O guarda-redes Hugo do 1º de Agosto, que esteve em serviço na baliza dos Palancas Negras, sábado, em Kampala, na derrota frente ao Uganda (2-1), foi a melhor unidade do combinado angolano e os dois golos sofridos deixam sem mácula o seu bom momento de forma.

Comentando o jogo que ditou o afastamento de Angola ao mundial do Brasil2014, o professor de educação física e desporto escolar Zeferino Menezes referiu que o guarda-redes “militar” evitou uma possível goleada através de defesas “instintivas” que efetuou num jogo de elevada pressão.

«Hugo está a passar bom momento no campeonato e devia ter sido a boa opção no primeiro jogo. Fez defesas que me surpreenderam.
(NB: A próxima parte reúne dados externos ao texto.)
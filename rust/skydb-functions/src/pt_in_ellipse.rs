// Licensed to the Apache Software Foundation (ASF) under one
// or more contributor license agreements.  See the NOTICE file
// distributed with this work for additional information
// regarding copyright ownership.  The ASF licenses this file
// to you under the Apache License, Version 2.0 (the
// "License"); you may not use this file except in compliance
// with the License.  You may obtain a copy of the License at
//
//   http://www.apache.org/licenses/LICENSE-2.0
//
// Unless required by applicable law or agreed to in writing,
// software distributed under the License is distributed on an
// "AS IS" BASIS, WITHOUT WARRANTIES OR CONDITIONS OF ANY
// KIND, either express or implied.  See the License for the
// specific language governing permissions and limitations
// under the License.
use std::sync::Arc;

use arrow_array::builder::BooleanBuilder;
use arrow_schema::DataType;
use datafusion_common::error::Result;
use datafusion_expr::{scalar_doc_sections::DOC_SECTION_OTHER, ColumnarValue, Documentation, Volatility};
use skydb_expr::matchers::ArgMatcher;
use skydb_expr::scalar_udf::{SkydbScalarKernel, SkydbScalarUDF};
use skydb_geometry::regions::SphericalEllipse;
use skydb_geometry::sphere::SphericalCoord;

use crate::executor::{float_arrays, float_row, ColumnarExecutor};

/// s2PtInEllipse() scalar UDF implementation
///
/// Returns true if the point (lon, lat) lies inside the ellipse with the
/// given center, semi-axes (arcseconds), and position angle (degrees, north
/// through east). When the ellipse parameters are constant across a batch
/// the derived trigonometric quantities are computed once.
pub fn pt_in_ellipse_udf() -> SkydbScalarUDF {
    SkydbScalarUDF::new(
        "s2PtInEllipse",
        vec![Arc::new(PtInEllipse {})],
        Volatility::Immutable,
        Some(pt_in_ellipse_doc()),
    )
}

fn pt_in_ellipse_doc() -> Documentation {
    Documentation::builder(
        DOC_SECTION_OTHER,
        "Return true if the point (lon, lat) lies inside the given spherical ellipse",
        "s2PtInEllipse(lon, lat, cenLon, cenLat, semiMajor, semiMinor, posAngle)",
    )
    .with_argument("lon", "double: Longitude angle of the point to test, degrees")
    .with_argument("lat", "double: Latitude angle of the point to test, degrees")
    .with_argument("cenLon", "double: Longitude angle of the ellipse center, degrees")
    .with_argument("cenLat", "double: Latitude angle of the ellipse center, degrees")
    .with_argument("semiMajor", "double: Semi-major axis length, arcseconds, at most 36000")
    .with_argument("semiMinor", "double: Semi-minor axis length, arcseconds")
    .with_argument("posAngle", "double: Ellipse position angle, degrees east of north")
    .with_sql_example("SELECT s2PtInEllipse(ra, decl, 0.0, 0.0, 10.0, 5.0, 45.0) FROM Object")
    .build()
}

#[derive(Debug)]
struct PtInEllipse {}

impl SkydbScalarKernel for PtInEllipse {
    fn return_type(&self, args: &[DataType]) -> Result<Option<DataType>> {
        let matcher = ArgMatcher::new(vec![ArgMatcher::is_numeric(); 7], DataType::Boolean);
        matcher.match_args(args)
    }

    fn invoke_batch(
        &self,
        _arg_types: &[DataType],
        args: &[ColumnarValue],
    ) -> Result<ColumnarValue> {
        let executor = ColumnarExecutor::new(args);
        let n = executor.num_iterations();

        // When every ellipse parameter is constant, derive the ellipse once
        // for the whole batch.
        let const_ellipse = args[2..]
            .iter()
            .all(|arg| matches!(arg, ColumnarValue::Scalar(_)));

        let columns = float_arrays(args, n)?;
        let mut cached: Option<Option<SphericalEllipse>> = None;
        let mut builder = BooleanBuilder::with_capacity(n);
        for i in 0..n {
            match float_row(&columns, i) {
                Some(v) => {
                    let ellipse = if const_ellipse {
                        cached
                            .get_or_insert_with(|| build_ellipse(&v))
                            .clone()
                    } else {
                        build_ellipse(&v)
                    };
                    match (SphericalCoord::try_new(v[0], v[1]).ok(), ellipse) {
                        (Some(p), Some(e)) => builder.append_value(e.contains(&p)),
                        _ => builder.append_null(),
                    }
                }
                None => builder.append_null(),
            }
        }
        executor.finish(Arc::new(builder.finish()))
    }
}

fn build_ellipse(v: &[f64]) -> Option<SphericalEllipse> {
    let center = SphericalCoord::try_new(v[2], v[3]).ok()?;
    SphericalEllipse::try_new(center, v[4], v[5], v[6]).ok()
}

#[cfg(test)]
mod tests {
    use arrow_array::create_array;
    use datafusion_common::ScalarValue;
    use skydb_testing::testers::ScalarUdfTester;

    use super::*;

    fn tester() -> ScalarUdfTester {
        ScalarUdfTester::new(pt_in_ellipse_udf().into(), vec![DataType::Float64; 7])
    }

    fn invoke(tester: &ScalarUdfTester, args: [Option<f64>; 7]) -> ScalarValue {
        tester
            .invoke_scalars(args.iter().map(|v| ScalarValue::Float64(*v)).collect())
            .unwrap()
    }

    #[test]
    fn udf_metadata() {
        let udf: datafusion_expr::ScalarUDF = pt_in_ellipse_udf().into();
        assert_eq!(udf.name(), "s2PtInEllipse");
        assert!(udf.documentation().is_some());
        tester().assert_return_type(DataType::Boolean);
    }

    #[test]
    fn membership() {
        let t = tester();
        // 1 degree x 0.5 degree ellipse with the major axis north-south
        let base = [Some(0.0), Some(0.0), Some(0.0), Some(0.0), Some(3600.0), Some(1800.0), Some(0.0)];
        assert_eq!(invoke(&t, base), ScalarValue::Boolean(Some(true)));

        let mut north = base;
        north[1] = Some(0.9);
        assert_eq!(invoke(&t, north), ScalarValue::Boolean(Some(true)));

        let mut east = base;
        east[0] = Some(0.9);
        assert_eq!(invoke(&t, east), ScalarValue::Boolean(Some(false)));

        // Rotating the position angle by 90 degrees swaps the axes
        let mut rotated = east;
        rotated[6] = Some(90.0);
        assert_eq!(invoke(&t, rotated), ScalarValue::Boolean(Some(true)));
    }

    #[test]
    fn null_propagation() {
        let t = tester();
        for null_pos in 0..7 {
            let mut args = [
                Some(0.0),
                Some(0.0),
                Some(0.0),
                Some(0.0),
                Some(10.0),
                Some(5.0),
                Some(0.0),
            ];
            args[null_pos] = None;
            assert_eq!(invoke(&t, args), ScalarValue::Boolean(None));
        }
    }

    #[test]
    fn invalid_parameters() {
        let t = tester();
        // Axis ordering violated
        let r = invoke(&t, [Some(0.0), Some(0.0), Some(0.0), Some(0.0), Some(5.0), Some(10.0), Some(0.0)]);
        assert_eq!(r, ScalarValue::Boolean(None));
        // Semi-major axis too large
        let r = invoke(&t, [Some(0.0), Some(0.0), Some(0.0), Some(0.0), Some(36001.0), Some(10.0), Some(0.0)]);
        assert_eq!(r, ScalarValue::Boolean(None));
        // Latitude out of range
        let r = invoke(&t, [Some(0.0), Some(91.0), Some(0.0), Some(0.0), Some(10.0), Some(5.0), Some(0.0)]);
        assert_eq!(r, ScalarValue::Boolean(None));
    }

    #[test]
    fn constant_ellipse_over_array() {
        let t = tester();
        let lats = create_array!(Float64, [Some(0.0), Some(0.9), None]);
        let mut args: Vec<ColumnarValue> = vec![
            ColumnarValue::Scalar(ScalarValue::Float64(Some(0.0))),
            ColumnarValue::Array(lats),
        ];
        for param in [0.0, 0.0, 3600.0, 1800.0, 0.0] {
            args.push(ColumnarValue::Scalar(ScalarValue::Float64(Some(param))));
        }
        let out = t.invoke(args).unwrap();
        match out {
            ColumnarValue::Array(array) => {
                let expected: arrow_array::ArrayRef =
                    create_array!(Boolean, [Some(true), Some(true), None]);
                assert_eq!(&array, &expected);
            }
            _ => panic!("Expected array output"),
        }
    }
}
// Licensed to the Apache Software Foundation (ASF) under one
// or more contributor license agreements.  See the NOTICE file
// distributed with this work for additional information
// regarding copyright ownership.  The ASF licenses this file
// to you under the Apache License, Version 2.0 (the
// "License"); you may not use this file except in compliance
// with the License.  You may obtain a copy of the License at
//
//   http://www.apache.org/licenses/LICENSE-2.0
//
// Unless required by applicable law or agreed to in writing,
// software distributed under the License is distributed on an
// "AS IS" BASIS, WITHOUT WARRANTIES OR CONDITIONS OF ANY
// KIND, either express or implied.  See the License for the
// specific language governing permissions and limitations
// under the License.
use arrow_array::ArrayRef;
use datafusion_common::ScalarValue;
use datafusion_expr::ColumnarValue;

/// Assert two [`ColumnarValue`]s are equal
///
/// Panics if the values' Scalar/Array status is different or if the content
/// is not equal, with a failure message naming the mismatching side.
pub fn assert_value_equal(actual: &ColumnarValue, expected: &ColumnarValue) {
    match (actual, expected) {
        (ColumnarValue::Array(actual_array), ColumnarValue::Array(expected_array)) => {
            assert_array_equal(actual_array, expected_array);
        }
        (ColumnarValue::Scalar(actual_scalar), ColumnarValue::Scalar(expected_scalar)) => {
            assert_scalar_equal(actual_scalar, expected_scalar);
        }
        (ColumnarValue::Array(_), ColumnarValue::Scalar(_)) => {
            panic!("ColumnarValues not equal: actual is Array, expected Scalar");
        }
        (ColumnarValue::Scalar(_), ColumnarValue::Array(_)) => {
            panic!("ColumnarValues not equal: actual is Scalar, expected Array");
        }
    }
}

/// Assert two [`ArrayRef`]s are equal
///
/// Panics if the values' length or types are different or if the content is
/// otherwise not equal.
pub fn assert_array_equal(actual: &ArrayRef, expected: &ArrayRef) {
    if actual.data_type() != expected.data_type() {
        panic!(
            "Types not equal: actual Array is {}, expected Array is {}",
            actual.data_type(),
            expected.data_type()
        );
    }
    if actual.len() != expected.len() {
        panic!(
            "Lengths not equal: actual Array has length {}, expected Array has length {}",
            actual.len(),
            expected.len()
        );
    }
    assert_eq!(actual, expected);
}

/// Assert two [`ScalarValue`]s are equal
pub fn assert_scalar_equal(actual: &ScalarValue, expected: &ScalarValue) {
    if actual.data_type() != expected.data_type() {
        panic!(
            "Types not equal: actual ScalarValue is {}, expected ScalarValue is {}",
            actual.data_type(),
            expected.data_type()
        );
    }
    assert_eq!(actual, expected);
}

/// Assert a [`ScalarValue`] is a Float64 within `tolerance` of `expected`
///
/// A `None` expectation asserts a null result.
pub fn assert_scalar_approx_equal(actual: &ScalarValue, expected: Option<f64>, tolerance: f64) {
    match (actual, expected) {
        (ScalarValue::Float64(Some(value)), Some(expected)) => {
            assert!(
                (value - expected).abs() <= tolerance,
                "actual {value} is not within {tolerance} of expected {expected}"
            );
        }
        (ScalarValue::Float64(None), None) => {}
        (ScalarValue::Float64(Some(value)), None) => {
            panic!("expected null Float64 but got {value}");
        }
        (ScalarValue::Float64(None), Some(expected)) => {
            panic!("expected {expected} but got null Float64");
        }
        (_, _) => panic!("expected a Float64 ScalarValue, got {actual}"),
    }
}
// Licensed to the Apache Software Foundation (ASF) under one
// or more contributor license agreements.  See the NOTICE file
// distributed with this work for additional information
// regarding copyright ownership.  The ASF licenses this file
// to you under the Apache License, Version 2.0 (the
// "License"); you may not use this file except in compliance
// with the License.  You may obtain a copy of the License at
//
//   http://www.apache.org/licenses/LICENSE-2.0
//
// Unless required by applicable law or agreed to in writing,
// software distributed under the License is distributed on an
// "AS IS" BASIS, WITHOUT WARRANTIES OR CONDITIONS OF ANY
// KIND, either express or implied.  See the License for the
// specific language governing permissions and limitations
// under the License.

/// Macro to create a SkyDB internal error that avoids the misleading error
/// message from DataFusionError::Internal.
#[macro_export]
macro_rules! skydb_internal_err {
    ($($args:expr),*) => {{
        let msg = std::format!(
            "SkyDB internal error: {}{}.\nThis issue was likely caused by a bug in SkyDB's code. \
            Please help us to resolve this by filing a bug report in our issue tracker.",
            std::format!($($args),*),
            datafusion_common::DataFusionError::get_back_trace(),
        );
        // We avoid using Internal to avoid the message suggesting it's internal to DataFusion
        Err(datafusion_common::DataFusionError::External(msg.into()))
    }};
}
Pena que não foi coroado com uma vitória ou no mínimo um empate, são coisas do futebol», enfatizou, reiterando ter chegado o momento para se repensar o futuro com frieza.

Destacou igualmente, na senda das exibições, o empenho e competência de Bastos, internacional do Petro de Luanda, que soube pôr ordens na sua área de jurisdição formando uma dupla salutar com Fabrício, que, contra a corrente do jogo, foi expulso no declinar do encontro, por acumulação.

Do ponto de vista do comportamento da equipa, Zeferino Menezes afirmou que a Angola perdeu o jogo ao não controlar o meio campo, sobretudo após sofrer o tento do empate, com os jogadores a deixarem os nervos tomar conta de deles.

«Os ugandeses foram felizes e mereciam, porque também correram muito, acreditaram e ganharam. A partir de agora, vamos pensar com calma o futuro, mas todos temos que contribuir», rematou.